How to complete this task:
All entries must be transcribed without a single difference.

Provided information:
□ □ □ □

//! Policies an update must satisfy.
//!
//! Walks the write set against the base tree:
//! - an entry written at a version other than its base version needs the
//!   base entry's mod policy
//! - an entry missing from the base needs the mod policy of the base group
//!   that will hold it
//! - under a bumped group, an entry written at version zero that the read set
//!   does not pin was removed and re-added, and counts as an addition
//!
//! A group's mod policy resolves relative to the group itself; a value's or
//! policy's resolves relative to the group holding it.

use crate::error::Result;
use crate::resolve::PolicyPath;
use chanconf_tree::{ConfigGroup, ConfigUpdate};
use chanconf_update::group_path;
use std::collections::BTreeMap;
use tracing::warn;

/// Absolute paths of every policy `update` needs, sorted and de-duplicated.
pub fn required_policies(base: &ConfigGroup, update: &ConfigUpdate) -> Result<Vec<PolicyPath>> {
    let mut required = Required::default();
    required.walk(&mut Vec::new(), base, Some(&update.read_set), &update.write_set)?;
    Ok(required.paths.into_values().collect())
}

#[derive(Default)]
struct Required {
    paths: BTreeMap<String, PolicyPath>,
}

impl Required {
    fn walk(
        &mut self,
        path: &mut Vec<String>,
        base: &ConfigGroup,
        read: Option<&ConfigGroup>,
        write: &ConfigGroup,
    ) -> Result<()> {
        let bumped = write.version != base.version;
        if bumped {
            self.require(&base.mod_policy, path, None)?;
        }
        // A fresh entry the read set doesn't vouch for replaces whatever the
        // base holds under that key.
        let readded = |version: u64, pinned: bool| bumped && version == 0 && !pinned;

        for (key, value) in &write.values {
            let pinned = read.is_some_and(|r| r.values.contains_key(key));
            match base.values.get(key) {
                Some(_) if readded(value.version, pinned) => {
                    self.require(&base.mod_policy, path, Some(key))?
                }
                Some(original) if original.version == value.version => {}
                Some(original) => self.require(&original.mod_policy, path, Some(key))?,
                None => self.require(&base.mod_policy, path, Some(key))?,
            }
        }
        for (key, policy) in &write.policies {
            let pinned = read.is_some_and(|r| r.policies.contains_key(key));
            match base.policies.get(key) {
                Some(_) if readded(policy.version, pinned) => {
                    self.require(&base.mod_policy, path, Some(key))?
                }
                Some(original) if original.version == policy.version => {}
                Some(original) => self.require(&original.mod_policy, path, Some(key))?,
                None => self.require(&base.mod_policy, path, Some(key))?,
            }
        }

        for (name, child) in &write.groups {
            let child_read = read.and_then(|r| r.groups.get(name)).map(AsRef::as_ref);
            match base.groups.get(name) {
                Some(_) if readded(child.version, child_read.is_some()) => {
                    self.require(&base.mod_policy, path, Some(name))?
                }
                Some(original) => {
                    path.push(name.clone());
                    let walked = self.walk(path, original, child_read, child);
                    path.pop();
                    walked?;
                }
                None => self.require(&base.mod_policy, path, Some(name))?,
            }
        }
        Ok(())
    }

    /// Record `mod_policy` as resolved from the group at `owner`.
    fn require(&mut self, mod_policy: &str, owner: &[String], entry: Option<&str>) -> Result<()> {
        if mod_policy.is_empty() {
            let mut at = group_path(owner);
            if let Some(entry) = entry {
                at.push('/');
                at.push_str(entry);
            }
            warn!(entry = %at, "entry has no mod policy; nothing to require");
            return Ok(());
        }
        let resolved = PolicyPath::resolve(mod_policy, owner)?;
        self.paths.insert(resolved.to_string(), resolved);
        Ok(())
    }
}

□ □ □ □

Solution to the exercise:
//! Policies an update must satisfy.
//!
//! Walks the write set against the base tree:
//! - an entry written at a version other than its base version needs the
//!   base entry's mod policy
//! - an entry missing from the base needs the mod policy of the base group
//!   that will hold it
//! - under a bumped group, an entry written at version zero that the read set
//!   does not pin was removed and re-added, and counts as an addition
//!
//! A group's mod policy resolves relative to the group itself; a value's or
//! policy's resolves relative to the group holding it.

use crate::error::Result;
use crate::resolve::PolicyPath;
use chanconf_tree::{ConfigGroup, ConfigUpdate};
use chanconf_update::group_path;
use std::collections::BTreeMap;
use tracing::warn;

/// Absolute paths of every policy `update` needs, sorted and de-duplicated.
pub fn required_policies(base: &ConfigGroup, update: &ConfigUpdate) -> Result<Vec<PolicyPath>> {
    let mut required = Required::default();
    required.walk(&mut Vec::new(), base, Some(&update.read_set), &update.write_set)?;
    Ok(required.paths.into_values().collect())
}

#[derive(Default)]
struct Required {
    paths: BTreeMap<String, PolicyPath>,
}

impl Required {
    fn walk(
        &mut self,
        path: &mut Vec<String>,
        base: &ConfigGroup,
        read: Option<&ConfigGroup>,
        write: &ConfigGroup,
    ) -> Result<()> {
        let bumped = write.version != base.version;
        if bumped {
            self.require(&base.mod_policy, path, None)?;
        }
        // A fresh entry the read set doesn't vouch for replaces whatever the
        // base holds under that key.
        let readded = |version: u64, pinned: bool| bumped && version == 0 && !pinned;

        for (key, value) in &write.values {
            let pinned = read.is_some_and(|r| r.values.contains_key(key));
            match base.values.get(key) {
                Some(_) if readded(value.version, pinned) => {
                    self.require(&base.mod_policy, path, Some(key))?
                }
                Some(original) if original.version == value.version => {}
                Some(original) => self.require(&original.mod_policy, path, Some(key))?,
                None => self.require(&base.mod_policy, path, Some(key))?,
            }
        }
        for (key, policy) in &write.policies {
            let pinned = read.is_some_and(|r| r.policies.contains_key(key));
            match base.policies.get(key) {
                Some(_) if readded(policy.version, pinned) => {
                    self.require(&base.mod_policy, path, Some(key))?
                }
                Some(original) if original.version == policy.version => {}
                Some(original) => self.require(&original.mod_policy, path, Some(key))?,
                None => self.require(&base.mod_policy, path, Some(key))?,
            }
        }

        for (name, child) in &write.groups {
            let child_read = read.and_then(|r| r.groups.get(name)).map(AsRef::as_ref);
            match base.groups.get(name) {
                Some(_) if readded(child.version, child_read.is_some()) => {
                    self.require(&base.mod_policy, path, Some(name))?
                }
                Some(original) => {
                    path.push(name.clone());
                    let walked = self.walk(path, original, child_read, child);
                    path.pop();
                    walked?;
                }
                None => self.require(&base.mod_policy, path, Some(name))?,
            }
        }
        Ok(())
    }

    /// Record `mod_policy` as resolved from the group at `owner`.
    fn require(&mut self, mod_policy: &str, owner: &[String], entry: Option<&str>) -> Result<()> {
        if mod_policy.is_empty() {
            let mut at = group_path(owner);
            if let Some(entry) = entry {
                at.push('/');
                at.push_str(entry);
            }
            warn!(entry = %at, "entry has no mod policy; nothing to require");
            return Ok(());
        }
        let resolved = PolicyPath::resolve(mod_policy, owner)?;
        self.paths.insert(resolved.to_string(), resolved);
        Ok(())
    }
}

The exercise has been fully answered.